The U.S. Preventive Services Task Force published draft guidance last week recommending that doctors evaluate all patients under the age of 65 for signs of anxiety. The recommendations are intended to help primary care physicians diagnose patients suffering from anxiety disorders during preventive care visits. The proposal is open for public comment until October 17; however, the task force usually affirms its draft guidance.

NPR’s Michel Martin recently interviewed Lori Pbert, a member of the task force, clinical psychologist, and a professor at the University of Massachusetts Chan Medical School, on the recent draft recommendation.

Although the health panel began their research before the pandemic, Professor Pbert acknowledges that the findings are very timely, with employee mental health reaching a critical point due to pandemic-induced stress. The World Health Organization reported earlier this year that anxiety and depression increased by 25% during the first year of the pandemic.
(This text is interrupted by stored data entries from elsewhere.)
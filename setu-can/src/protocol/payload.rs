//! Payload layouts for the FS-AI CAN interface
//!
//! Outgoing frames are always 8 bytes, little-endian, unused bytes zero.
//!
//! | ID    | Name          | Layout                                               |
//! |-------|---------------|------------------------------------------------------|
//! | 0x510 | AI2VCU_Status | B0 bit0 handshake; B1 estop bit0, mission 4-5, dir 6-7 |
//! | 0x512 | AI2VCU_Drive_R| B0-1 torque u16, B2-3 speed u16                      |
//! | 0x513 | AI2VCU_Steer  | B0-1 steer i16                                       |
//! | 0x514 | AI2VCU_Brake  | B0 brake, B1 brake (repeated)                        |
//! | other | generic       | B0-6 last gamepad event, B7 state byte               |
//!
//! Incoming VCU2AI_Status (0x520): B0 bit0 handshake, B1 bit3 go signal,
//! B2 low nibble AS state, B2 high nibble AMI state.

use crate::core::shared::EventBytes;
use crate::core::types::{ControlVector, MissionState};

/// AI to VCU status word
pub const AI2VCU_STATUS_ID: u16 = 0x510;
/// Rear drive torque/speed request
pub const AI2VCU_DRIVE_REAR_ID: u16 = 0x512;
/// Steering request
pub const AI2VCU_STEER_ID: u16 = 0x513;
/// Brake request
pub const AI2VCU_BRAKE_ID: u16 = 0x514;
/// VCU to AI status report (default receive filter)
pub const VCU2AI_STATUS_ID: u16 = 0x520;

/// Outgoing payload length
pub const PAYLOAD_LEN: usize = 8;

/// Everything an outgoing payload can be built from
#[derive(Debug, Clone, Copy, Default)]
pub struct PayloadInputs {
    pub mission: MissionState,
    pub control: ControlVector,
    pub event: EventBytes,
    pub state_byte: u8,
}

type Encoder = fn(&PayloadInputs) -> [u8; PAYLOAD_LEN];

/// Known layouts, keyed by CAN id; anything else uses [`encode_generic`]
const LAYOUTS: &[(u16, Encoder)] = &[
    (AI2VCU_STATUS_ID, encode_status),
    (AI2VCU_DRIVE_REAR_ID, encode_drive_rear),
    (AI2VCU_STEER_ID, encode_steer),
    (AI2VCU_BRAKE_ID, encode_brake),
];

/// Build the payload transmitted under `id`
pub fn build_outgoing_payload(id: u16, inputs: &PayloadInputs) -> [u8; PAYLOAD_LEN] {
    LAYOUTS
        .iter()
        .find(|(layout_id, _)| *layout_id == id)
        .map(|(_, encode)| encode(inputs))
        .unwrap_or_else(|| encode_generic(inputs))
}

/// Decode the VCU2AI status payload; missing bytes read as zero
pub fn decode_status(data: &[u8]) -> MissionState {
    let byte = |i: usize| data.get(i).copied().unwrap_or(0);
    MissionState {
        handshake: byte(0) & 0x01 != 0,
        go_signal: byte(1) & 0x08 != 0,
        as_state: byte(2) & 0x0F,
        ami_state: (byte(2) >> 4) & 0x0F,
    }
}

// ============================================================================
// Layouts
// ============================================================================

fn encode_status(inputs: &PayloadInputs) -> [u8; PAYLOAD_LEN] {
    let c = &inputs.control;
    let mut out = [0u8; PAYLOAD_LEN];
    out[0] = inputs.mission.handshake as u8;
    out[1] = (c.estop & 0x01) | ((c.mission_status & 0x03) << 4) | ((c.direction & 0x03) << 6);
    out
}

fn encode_drive_rear(inputs: &PayloadInputs) -> [u8; PAYLOAD_LEN] {
    let mut out = [0u8; PAYLOAD_LEN];
    out[0..2].copy_from_slice(&saturate_u16(inputs.control.torque).to_le_bytes());
    out[2..4].copy_from_slice(&saturate_u16(inputs.control.speed).to_le_bytes());
    out
}

fn encode_steer(inputs: &PayloadInputs) -> [u8; PAYLOAD_LEN] {
    let mut out = [0u8; PAYLOAD_LEN];
    out[0..2].copy_from_slice(&saturate_i16(inputs.control.steer).to_le_bytes());
    out
}

fn encode_brake(inputs: &PayloadInputs) -> [u8; PAYLOAD_LEN] {
    let lo = saturate_u16(inputs.control.brake).to_le_bytes()[0];
    let mut out = [0u8; PAYLOAD_LEN];
    // Byte 1 repeats the low byte; receivers depend on this layout
    out[0] = lo;
    out[1] = lo;
    out
}

fn encode_generic(inputs: &PayloadInputs) -> [u8; PAYLOAD_LEN] {
    let mut out = [0u8; PAYLOAD_LEN];
    out[..7].copy_from_slice(&inputs.event);
    out[7] = inputs.state_byte;
    out
}

#[inline]
fn saturate_u16(value: i32) -> u16 {
    value.clamp(0, u16::MAX as i32) as u16
}

#[inline]
fn saturate_i16(value: i32) -> i16 {
    value.clamp(i16::MIN as i32, i16::MAX as i32) as i16
}

#[cfg(test)]
mod tests {
    use super::*;

    fn inputs(control: ControlVector) -> PayloadInputs {
        PayloadInputs {
            control,
            ..Default::default()
        }
    }

    #[test]
    fn test_decode_status() {
        let state = decode_status(&[0x01, 0x08, 0x23]);
        assert!(state.handshake);
        assert!(state.go_signal);
        assert_eq!(state.as_state, 3);
        assert_eq!(state.ami_state, 2);
    }

    #[test]
    fn test_decode_status_short_payload() {
        let state = decode_status(&[0x00]);
        assert_eq!(state, MissionState::default());
        assert_eq!(decode_status(&[]), MissionState::default());
    }

    #[test]
    fn test_status_word() {
        let mut p = inputs(ControlVector {
            mission_status: 3,
            direction: 1,
            estop: 1,
            ..ControlVector::NEUTRAL
        });
        p.mission.handshake = true;
        let out = build_outgoing_payload(AI2VCU_STATUS_ID, &p);
        assert_eq!(out, [0x01, 0x71, 0, 0, 0, 0, 0, 0]);
    }

    #[test]
    fn test_drive_rear_saturates() {
        let p = inputs(ControlVector {
            torque: 1950,
            speed: 70_000,
            ..ControlVector::NEUTRAL
        });
        let out = build_outgoing_payload(AI2VCU_DRIVE_REAR_ID, &p);
        assert_eq!(&out[..4], &[0x9E, 0x07, 0xFF, 0xFF]);

        let p = inputs(ControlVector {
            torque: -5,
            ..ControlVector::NEUTRAL
        });
        let out = build_outgoing_payload(AI2VCU_DRIVE_REAR_ID, &p);
        assert_eq!(&out[..2], &[0, 0]);
    }

    #[test]
    fn test_steer_twos_complement() {
        let p = inputs(ControlVector {
            steer: -250,
            ..ControlVector::NEUTRAL
        });
        let out = build_outgoing_payload(AI2VCU_STEER_ID, &p);
        assert_eq!(&out[..2], &[0x06, 0xFF]);

        let p = inputs(ControlVector {
            steer: -40_000,
            ..ControlVector::NEUTRAL
        });
        let out = build_outgoing_payload(AI2VCU_STEER_ID, &p);
        assert_eq!(&out[..2], &[0x00, 0x80]);
    }

    #[test]
    fn test_brake_duplicates_low_byte() {
        let p = inputs(ControlVector {
            brake: 0x0164,
            ..ControlVector::NEUTRAL
        });
        let out = build_outgoing_payload(AI2VCU_BRAKE_ID, &p);
        assert_eq!(out, [0x64, 0x64, 0, 0, 0, 0, 0, 0]);
    }

    #[test]
    fn test_unknown_id_uses_generic_layout() {
        let p = PayloadInputs {
            event: [0x20, 0, 1, 0xFF, 0x7F, 0, 0],
            state_byte: 3,
            ..Default::default()
        };
        let out = build_outgoing_payload(0x123, &p);
        assert_eq!(out, [0x20, 0, 1, 0xFF, 0x7F, 0, 0, 3]);
    }
}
Pbert notes that anxiety disorders are among the most common mental health complaints, affecting about 40% of U.S. women at some point in their lives and more than one in four men.

Shortage Of Mental Health Services

Diagnosing anxiety disorders during the brief patient interactions afforded through routine care has long been a challenge for clinicians. One study cited by the task force found the median time for initiating treatment for anxiety is 23 years. Doctors are already asked to cover a wide range of conditions in what can be a packed 15-minute appointment. The panel is recommending targeted questionnaires and screening tools to determine if warning signs exist that would warrant a referral to a mental health specialist.

One concern raised by the medical community is the potential for misdiagnosis, especially when there is already a shortage of mental health professionals. Professor Pbert acknowledges the importance of distinguishing between everyday concerns and those fears or worries that interfere with everyday activities, which is indicative of anxiety disorder.

A larger challenge is finding mental health services given the shortage of specialists. Patients have reported waiting months to meet with a therapist, and others are forced to weigh the potential benefits of therapy sessions with the relatively high cost of care.

What Employers Can Do To Help

Since anxiety screenings will be completed by primary care physicians, it is even more important to encourage employees to get their annual physical. Meeting with a doctor once per year ensures that employees undergo appropriate physical and mental health screenings and creates opportunities to develop a strong patient-physician relationship over time. Often, the completion of an annual physical is an integrated component of an employee wellness program.

Offering direct access to therapists as an employee benefit is another impactful strategy that can make a big difference for workers. Employees may find it easier to interact with a therapist virtually in the comfort of their own home.

Employers can also help educate employees on the importance of prioritizing self-care. A holistic program that engages employees in gratitude exercises, mindfulness classes, healthy sleep tips, and other dimensions of wellness can help workers manage stress and anxiety.